= Beginning of Section =

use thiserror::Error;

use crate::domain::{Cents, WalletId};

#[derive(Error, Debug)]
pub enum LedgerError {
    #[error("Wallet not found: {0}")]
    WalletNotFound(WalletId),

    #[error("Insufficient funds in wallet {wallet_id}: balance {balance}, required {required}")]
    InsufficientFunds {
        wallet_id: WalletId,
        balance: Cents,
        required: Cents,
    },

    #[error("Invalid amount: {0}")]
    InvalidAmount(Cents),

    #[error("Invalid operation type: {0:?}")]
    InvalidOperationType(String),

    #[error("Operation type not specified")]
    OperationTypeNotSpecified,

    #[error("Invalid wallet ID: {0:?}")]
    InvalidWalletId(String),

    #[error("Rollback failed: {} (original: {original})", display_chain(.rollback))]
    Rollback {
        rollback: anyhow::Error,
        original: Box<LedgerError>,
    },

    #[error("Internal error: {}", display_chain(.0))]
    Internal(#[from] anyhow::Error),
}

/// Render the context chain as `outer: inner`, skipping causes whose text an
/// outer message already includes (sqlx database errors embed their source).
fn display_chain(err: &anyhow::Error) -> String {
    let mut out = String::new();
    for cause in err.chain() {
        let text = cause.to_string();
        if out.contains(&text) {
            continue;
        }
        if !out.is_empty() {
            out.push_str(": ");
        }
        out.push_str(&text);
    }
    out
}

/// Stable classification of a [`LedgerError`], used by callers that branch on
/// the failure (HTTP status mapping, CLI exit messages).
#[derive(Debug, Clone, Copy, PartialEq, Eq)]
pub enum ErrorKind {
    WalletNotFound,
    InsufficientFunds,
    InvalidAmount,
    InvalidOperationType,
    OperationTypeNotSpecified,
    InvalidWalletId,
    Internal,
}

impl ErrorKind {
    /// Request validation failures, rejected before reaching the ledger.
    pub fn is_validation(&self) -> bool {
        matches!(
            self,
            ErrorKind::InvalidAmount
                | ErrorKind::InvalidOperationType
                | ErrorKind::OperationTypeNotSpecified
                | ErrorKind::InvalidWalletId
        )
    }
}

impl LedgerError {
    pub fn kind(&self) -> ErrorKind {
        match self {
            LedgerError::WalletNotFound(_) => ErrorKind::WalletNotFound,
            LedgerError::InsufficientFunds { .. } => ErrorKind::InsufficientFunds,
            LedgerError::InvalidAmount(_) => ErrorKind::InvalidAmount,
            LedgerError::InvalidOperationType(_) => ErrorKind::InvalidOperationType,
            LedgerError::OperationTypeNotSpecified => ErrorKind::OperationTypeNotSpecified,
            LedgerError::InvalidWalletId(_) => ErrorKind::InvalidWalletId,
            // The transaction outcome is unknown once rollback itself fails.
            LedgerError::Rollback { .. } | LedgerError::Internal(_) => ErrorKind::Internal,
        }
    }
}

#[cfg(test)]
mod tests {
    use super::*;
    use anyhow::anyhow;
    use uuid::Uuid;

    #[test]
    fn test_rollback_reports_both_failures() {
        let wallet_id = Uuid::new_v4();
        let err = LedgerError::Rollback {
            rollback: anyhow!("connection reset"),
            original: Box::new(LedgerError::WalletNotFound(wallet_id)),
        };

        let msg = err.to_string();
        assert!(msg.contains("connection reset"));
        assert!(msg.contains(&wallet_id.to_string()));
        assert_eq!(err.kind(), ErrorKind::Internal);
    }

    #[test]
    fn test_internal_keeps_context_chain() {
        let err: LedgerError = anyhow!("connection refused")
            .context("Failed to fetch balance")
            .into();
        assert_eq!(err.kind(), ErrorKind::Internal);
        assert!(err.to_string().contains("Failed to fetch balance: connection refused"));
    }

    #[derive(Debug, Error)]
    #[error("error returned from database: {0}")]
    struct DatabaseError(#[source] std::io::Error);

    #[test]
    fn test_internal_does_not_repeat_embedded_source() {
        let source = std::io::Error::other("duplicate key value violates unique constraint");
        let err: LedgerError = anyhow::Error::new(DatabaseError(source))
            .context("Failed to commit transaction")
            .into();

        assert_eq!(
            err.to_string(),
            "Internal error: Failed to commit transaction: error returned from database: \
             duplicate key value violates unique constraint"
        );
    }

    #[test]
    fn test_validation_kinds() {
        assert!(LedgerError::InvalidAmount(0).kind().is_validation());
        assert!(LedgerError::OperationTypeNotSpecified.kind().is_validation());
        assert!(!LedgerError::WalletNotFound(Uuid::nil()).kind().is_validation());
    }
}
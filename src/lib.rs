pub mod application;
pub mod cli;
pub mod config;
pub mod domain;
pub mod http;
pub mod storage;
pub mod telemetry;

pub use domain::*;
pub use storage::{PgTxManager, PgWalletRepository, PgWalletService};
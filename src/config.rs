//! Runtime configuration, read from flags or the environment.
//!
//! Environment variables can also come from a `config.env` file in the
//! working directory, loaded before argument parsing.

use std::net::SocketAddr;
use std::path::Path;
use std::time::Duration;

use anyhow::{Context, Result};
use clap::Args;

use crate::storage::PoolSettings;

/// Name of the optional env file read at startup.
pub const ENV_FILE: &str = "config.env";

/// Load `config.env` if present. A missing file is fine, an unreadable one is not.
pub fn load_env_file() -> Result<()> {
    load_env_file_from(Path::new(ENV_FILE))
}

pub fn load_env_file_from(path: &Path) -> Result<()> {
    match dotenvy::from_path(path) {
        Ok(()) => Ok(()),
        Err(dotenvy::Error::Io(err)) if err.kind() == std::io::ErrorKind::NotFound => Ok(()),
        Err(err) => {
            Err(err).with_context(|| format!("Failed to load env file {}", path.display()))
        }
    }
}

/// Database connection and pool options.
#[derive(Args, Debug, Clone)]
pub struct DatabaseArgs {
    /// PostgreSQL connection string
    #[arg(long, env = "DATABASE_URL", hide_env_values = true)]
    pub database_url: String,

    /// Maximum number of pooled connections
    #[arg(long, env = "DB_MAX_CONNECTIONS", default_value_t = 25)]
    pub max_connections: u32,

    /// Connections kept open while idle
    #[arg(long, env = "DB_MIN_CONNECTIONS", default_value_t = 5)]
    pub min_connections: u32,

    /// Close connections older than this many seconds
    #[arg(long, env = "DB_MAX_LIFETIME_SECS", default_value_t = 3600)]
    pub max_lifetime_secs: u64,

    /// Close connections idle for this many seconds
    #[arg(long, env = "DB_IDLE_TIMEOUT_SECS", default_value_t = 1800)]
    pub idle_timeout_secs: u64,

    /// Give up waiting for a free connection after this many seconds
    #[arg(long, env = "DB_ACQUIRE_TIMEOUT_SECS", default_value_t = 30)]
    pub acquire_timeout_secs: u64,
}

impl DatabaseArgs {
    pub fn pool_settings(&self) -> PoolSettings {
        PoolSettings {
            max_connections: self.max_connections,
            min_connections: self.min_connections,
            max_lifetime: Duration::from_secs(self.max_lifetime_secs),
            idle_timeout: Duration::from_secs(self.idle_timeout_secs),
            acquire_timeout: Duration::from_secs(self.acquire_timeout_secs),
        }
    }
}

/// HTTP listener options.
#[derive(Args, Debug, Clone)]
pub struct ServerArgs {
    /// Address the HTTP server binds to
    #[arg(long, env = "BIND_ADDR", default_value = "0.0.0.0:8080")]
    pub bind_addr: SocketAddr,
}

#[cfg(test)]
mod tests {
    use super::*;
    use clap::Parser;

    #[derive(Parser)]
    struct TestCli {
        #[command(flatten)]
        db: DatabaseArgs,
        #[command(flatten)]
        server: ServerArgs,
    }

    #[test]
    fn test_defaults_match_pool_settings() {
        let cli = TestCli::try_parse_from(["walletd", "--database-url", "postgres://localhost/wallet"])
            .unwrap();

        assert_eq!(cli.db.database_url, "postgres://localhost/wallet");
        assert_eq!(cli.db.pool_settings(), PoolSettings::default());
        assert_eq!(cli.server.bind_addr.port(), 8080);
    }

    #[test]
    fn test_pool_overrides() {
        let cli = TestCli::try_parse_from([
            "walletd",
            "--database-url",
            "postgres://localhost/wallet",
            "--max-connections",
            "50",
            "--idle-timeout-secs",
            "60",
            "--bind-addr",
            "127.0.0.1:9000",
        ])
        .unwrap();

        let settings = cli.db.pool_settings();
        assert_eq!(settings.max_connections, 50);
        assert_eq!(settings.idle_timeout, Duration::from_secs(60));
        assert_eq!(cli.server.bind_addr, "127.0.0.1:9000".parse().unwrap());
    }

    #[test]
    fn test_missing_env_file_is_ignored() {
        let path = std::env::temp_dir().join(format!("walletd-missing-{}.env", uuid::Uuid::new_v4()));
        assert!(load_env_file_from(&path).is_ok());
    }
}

= End of Section =

=== YOUR ASSIGNMENT ===
Go through the records above. Copy each line in which the string "Duration" appears.

=== RESPONSE AREA ===
use std::time::Duration;
            max_lifetime: Duration::from_secs(self.max_lifetime_secs),
            idle_timeout: Duration::from_secs(self.idle_timeout_secs),
            acquire_timeout: Duration::from_secs(self.acquire_timeout_secs),
        assert_eq!(settings.idle_timeout, Duration::from_secs(60));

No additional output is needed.